◆ Work required ◆
Go through the material and return every line that contains the string "RetryPolicy".

◆ Input for this task ◆

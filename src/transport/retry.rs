use std::future::Future;
use std::time::Duration;

use tracing::{debug, error, warn};

use super::ClientError;

pub const DEFAULT_MAX_ATTEMPTS: u32 = 3;
pub const DEFAULT_INITIAL_DELAY: Duration = Duration::from_secs(2);
pub const DEFAULT_BACKOFF: f64 = 2.0;
/// Longest single wait between attempts, whatever the backoff.
pub const MAX_DELAY: Duration = Duration::from_secs(300);

/// Retry with exponential backoff.
///
/// A call is attempted up to `max_attempts` times. Before retry `n`
/// (0-based) the policy sleeps `initial_delay * backoff^n`. Only transient
/// errors are retried; when attempts run out the last error is returned.
#[derive(Debug, Clone, Copy, PartialEq)]
pub struct RetryPolicy {
    pub max_attempts: u32,
    pub initial_delay: Duration,
    /// Multiplier applied per retry. Must be finite and at least 1.0.
    pub backoff: f64,
}

impl Default for RetryPolicy {
    fn default() -> Self {
        Self {
            max_attempts: DEFAULT_MAX_ATTEMPTS,
            initial_delay: DEFAULT_INITIAL_DELAY,
            backoff: DEFAULT_BACKOFF,
        }
    }
}

impl RetryPolicy {
    pub fn new(max_attempts: u32, initial_delay: Duration, backoff: f64) -> Self {
        Self {
            max_attempts,
            initial_delay,
            backoff,
        }
    }

    /// A single attempt, no retries.
    pub fn none() -> Self {
        Self::new(1, Duration::ZERO, 1.0)
    }

    /// Delay slept before retry number `retry` (0-based), capped at [`MAX_DELAY`].
    pub fn delay_for(&self, retry: u32) -> Duration {
        let exponent = i32::try_from(retry).unwrap_or(i32::MAX);
        let secs = self.initial_delay.as_secs_f64() * self.backoff.powi(exponent);
        Duration::try_from_secs_f64(secs)
            .unwrap_or(MAX_DELAY)
            .min(MAX_DELAY)
    }

    /// Run `op` until it succeeds, fails permanently, or attempts run out.
    pub async fn run<T, F, Fut>(&self, operation: &str, mut op: F) -> Result<T, ClientError>
    where
        F: FnMut() -> Fut,
        Fut: Future<Output = Result<T, ClientError>>,
    {
        let attempts = self.max_attempts.max(1);
        let mut retry = 0;

        loop {
            match op().await {
                Ok(value) => {
                    if retry > 0 {
                        debug!(operation, attempt = retry + 1, "Succeeded after retry");
                    }
                    return Ok(value);
                }
                Err(err) if err.is_transient() && retry + 1 < attempts => {
                    let delay = self.delay_for(retry);
                    warn!(
                        operation,
                        attempt = retry + 1,
                        max_attempts = attempts,
                        delay_ms = u64::try_from(delay.as_millis()).unwrap_or(u64::MAX),
                        error = %err,
                        "Transient failure, retrying"
                    );
                    tokio::time::sleep(delay).await;
                    retry += 1;
                }
                Err(err) => {
                    if err.is_transient() {
                        error!(operation, attempts, error = %err, "Giving up after retries");
                    }
                    return Err(err);
                }
            }
        }
    }
}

◆ Problem solution ◆
pub struct RetryPolicy {
impl Default for RetryPolicy {
impl RetryPolicy {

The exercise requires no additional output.